One of the finest songwriters that Britain has ever produced, Noel Gallagher soundtracked the Britpop scene of the 90s with signature songs “Live Forever”, “Roll With It”, “Cigarettes And Alcohol” and “Wonderwall”.
A public and turbulent relationship with brother Liam entertained the British music press for over a decade and with the end of Oasis in 2009, a solo career for Noel was predictable, with success inevitable.
Oasis’ “(It’s Good) To Be Free” and a simple “hello” from Noel provided the brief introduction to Noel Gallagher’s High Flying Birds sold-out stint at Glasgow’s SECC on Friday 24th of February.
Material from Noel’s debut solo offering followed, shaping the bulk of the set. It was warmly welcomes but it was the generous sprinkling of Oasis’ back catalogue that provoked the biggest reaction – an acoustic version of “Supersonic” made Noel inaudible, lost in the raucous singalong.
Gone are the days with Oasis and with it, Noel’s wildman reputation and the snide arrogance the was once infamous for, replaced by a cool confidence and air of maturity that never seemed possible. Always the more approachable of the Brothers Gallagher, Noel casually joked and chatted with fans between songs, with traces of his well-known sharp sense of humour evident. “This next song…is fucking brilliant!” And he wasn’t wrong, as “If I Had A Gun….” proved popular with punters.
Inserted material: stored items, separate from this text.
//! SQLite implementation of the document store
//!
//! Each document is a JSON body keyed by its ID. Filters and sorts go through
//! `json_extract`, so any field of the document can be queried without a
//! schema change.

use std::path::PathBuf;

use rusqlite::types::Value as SqlValue;
use rusqlite::{params, params_from_iter, Connection, OptionalExtension};
use serde_json::Value;

use crate::domain::HabitId;
use crate::storage::{
    apply_set, migrations, validate_field_path, Document, DocumentStore, Filter, FindOptions,
    StorageError, ID_FIELD,
};

/// SQLite-based document store
///
/// This struct holds a connection to the SQLite database and implements
/// all the operations defined in the DocumentStore trait.
pub struct SqliteStore {
    conn: Connection,
}

impl SqliteStore {
    /// Open (or create) the database file and bring its schema up to date
    pub fn new(db_path: PathBuf) -> Result<Self, StorageError> {
        let conn = Connection::open(&db_path)
            .map_err(|e| StorageError::Connection(format!("Failed to open database: {}", e)))?;

        let store = Self::from_connection(conn)?;
        tracing::info!("SQLite store initialized at: {:?}", db_path);
        Ok(store)
    }

    /// Open a private in-memory database
    pub fn in_memory() -> Result<Self, StorageError> {
        let conn = Connection::open_in_memory().map_err(|e| {
            StorageError::Connection(format!("Failed to open in-memory database: {}", e))
        })?;
        Self::from_connection(conn)
    }

    fn from_connection(conn: Connection) -> Result<Self, StorageError> {
        conn.busy_timeout(std::time::Duration::from_secs(5))
            .map_err(|e| StorageError::Connection(format!("Failed to set busy timeout: {}", e)))?;

        migrations::initialize_database(&conn)?;

        Ok(Self { conn })
    }

    /// Load a document body, with `_id` filled in
    fn load(&self, id: &HabitId) -> Result<Option<Document>, StorageError> {
        let body: Option<String> = self
            .conn
            .query_row(
                "SELECT body FROM habit_cards WHERE id = ?1",
                params![id.to_string()],
                |row| row.get(0),
            )
            .optional()?;

        body.map(|body| Self::decode(&id.to_string(), &body)).transpose()
    }

    /// Write a document body back, dropping `_id` (it lives in its own column)
    fn store(&self, id: &HabitId, document: &Document) -> Result<(), StorageError> {
        let mut body = document.clone();
        body.remove(ID_FIELD);

        self.conn.execute(
            "UPDATE habit_cards SET body = ?2 WHERE id = ?1",
            params![id.to_string(), serde_json::to_string(&body)?],
        )?;
        Ok(())
    }

    fn decode(id: &str, body: &str) -> Result<Document, StorageError> {
        let value: Value = serde_json::from_str(body)?;
        match value {
            Value::Object(mut document) => {
                document.insert(ID_FIELD.to_string(), Value::String(id.to_string()));
                Ok(document)
            }
            other => Err(StorageError::Corrupt {
                id: id.to_string(),
                reason: format!("expected an object, found {}", other),
            }),
        }
    }

    /// Convert a filter value into something SQLite compares equal to what
    /// `json_extract` returns for it
    fn filter_value(field: &str, value: &Value) -> Result<Option<SqlValue>, StorageError> {
        match value {
            Value::Null => Ok(None),
            Value::Bool(b) => Ok(Some(SqlValue::Integer(i64::from(*b)))),
            Value::Number(n) => match (n.as_i64(), n.as_f64()) {
                (Some(i), _) => Ok(Some(SqlValue::Integer(i))),
                (None, Some(f)) => Ok(Some(SqlValue::Real(f))),
                (None, None) => Err(StorageError::UnsupportedFilter {
                    field: field.to_string(),
                }),
            },
            Value::String(s) => Ok(Some(SqlValue::Text(s.clone()))),
            Value::Array(_) | Value::Object(_) => Err(StorageError::UnsupportedFilter {
                field: field.to_string(),
            }),
        }
    }
}

impl DocumentStore for SqliteStore {
    fn find(&self, filter: &Filter, options: &FindOptions) -> Result<Vec<Document>, StorageError> {
        let mut sql = "SELECT id, body FROM habit_cards".to_string();
        let mut values: Vec<SqlValue> = Vec::new();
        let mut clauses: Vec<String> = Vec::new();

        // Field paths are validated, so they can be inlined; this keeps the
        // expression indexes usable.
        for (field, expected) in filter.conditions() {
            validate_field_path(field)?;
            match Self::filter_value(field, expected)? {
                None => clauses.push(format!("json_extract(body, '$.{}') IS NULL", field)),
                Some(value) => {
                    values.push(value);
                    clauses.push(format!("json_extract(body, '$.{}') = ?{}", field, values.len()));
                }
            }
        }

        if !clauses.is_empty() {
            sql.push_str(" WHERE ");
            sql.push_str(&clauses.join(" AND "));
        }

        match &options.sort_desc {
            Some(field) => {
                validate_field_path(field)?;
                sql.push_str(&format!(
                    " ORDER BY json_extract(body, '$.{}') DESC, rowid DESC",
                    field
                ));
            }
            None => sql.push_str(" ORDER BY rowid"),
        }

        if let Some(limit) = options.limit {
            values.push(SqlValue::Integer(i64::from(limit)));
            sql.push_str(&format!(" LIMIT ?{}", values.len()));
        }

        let mut stmt = self.conn.prepare(&sql)?;
        let rows = stmt.query_map(params_from_iter(values.iter()), |row| {
            Ok((row.get::<_, String>(0)?, row.get::<_, String>(1)?))
        })?;

        let mut documents = Vec::new();
        for row in rows {
            let (id, body) = row?;
            documents.push(Self::decode(&id, &body)?);
        }

        Ok(documents)
    }

    fn find_one(&self, id: &HabitId) -> Result<Option<Document>, StorageError> {
        self.load(id)
    }

    fn insert_one(&self, mut document: Document) -> Result<HabitId, StorageError> {
        let id = HabitId::new();
        document.remove(ID_FIELD);

        self.conn.execute(
            "INSERT INTO habit_cards (id, body) VALUES (?1, ?2)",
            params![id.to_string(), serde_json::to_string(&document)?],
        )?;

        tracing::debug!("Inserted habit document {}", id);
        Ok(id)
    }

    fn update_one(&self, id: &HabitId, set: Document) -> Result<bool, StorageError> {
        let tx = self.conn.unchecked_transaction()?;

        let Some(mut document) = self.load(id)? else {
            return Ok(false);
        };
        apply_set(&mut document, set);
        self.store(id, &document)?;

        tx.commit()?;
        tracing::debug!("Updated habit document {}", id);
        Ok(true)
    }

    fn modify_one(
        &self,
        id: &HabitId,
        modify: &mut dyn FnMut(&mut Document) -> Result<bool, StorageError>,
    ) -> Result<Option<Document>, StorageError> {
        let tx = self.conn.unchecked_transaction()?;

        let Some(mut document) = self.load(id)? else {
            return Ok(None);
        };

        if modify(&mut document)? {
            self.store(id, &document)?;
            tracing::debug!("Modified habit document {}", id);
        }

        tx.commit()?;
        Ok(Some(document))
    }

    fn delete_one(&self, id: &HabitId) -> Result<bool, StorageError> {
        let rows_affected = self
            .conn
            .execute("DELETE FROM habit_cards WHERE id = ?1", params![id.to_string()])?;

        if rows_affected > 0 {
            tracing::debug!("Deleted habit document {}", id);
        }
        Ok(rows_affected > 0)
    }
}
A sneak preview of forthcoming track and potential hit “Freaky Teeth” gave gig goers a taste of what’s to come. Although it was met with the typical impassive response of unfamiliar material, it was undeniably promising.
Having never been one for seeming like he cared what other people think, Noel has already shifted millions of copies of his debut album, sold out the accompanying tour, and received favourable reviews from Q, Rolling Stone and NME. In doing so, he had already silenced his critics before sound checking on Friday evening.
An Oasis encore may have been predictable, but “Whatever”, “Little By Little”, “The Importance Of Being Idle” and signature song “Don’t Look Back In Anger” were embraced by fans like an old friend with a mass, almost religious singalong closing the gig on a euphoric high.
Since the split of Oasis, Liam Gallagher has, in typical fashion, been very vocal in blaming Noel for the demise and eventual disbandment of the band, whereas Noel has maintained a dignified silence and simply let his music do the talking. It certainly seems that big brother knows best.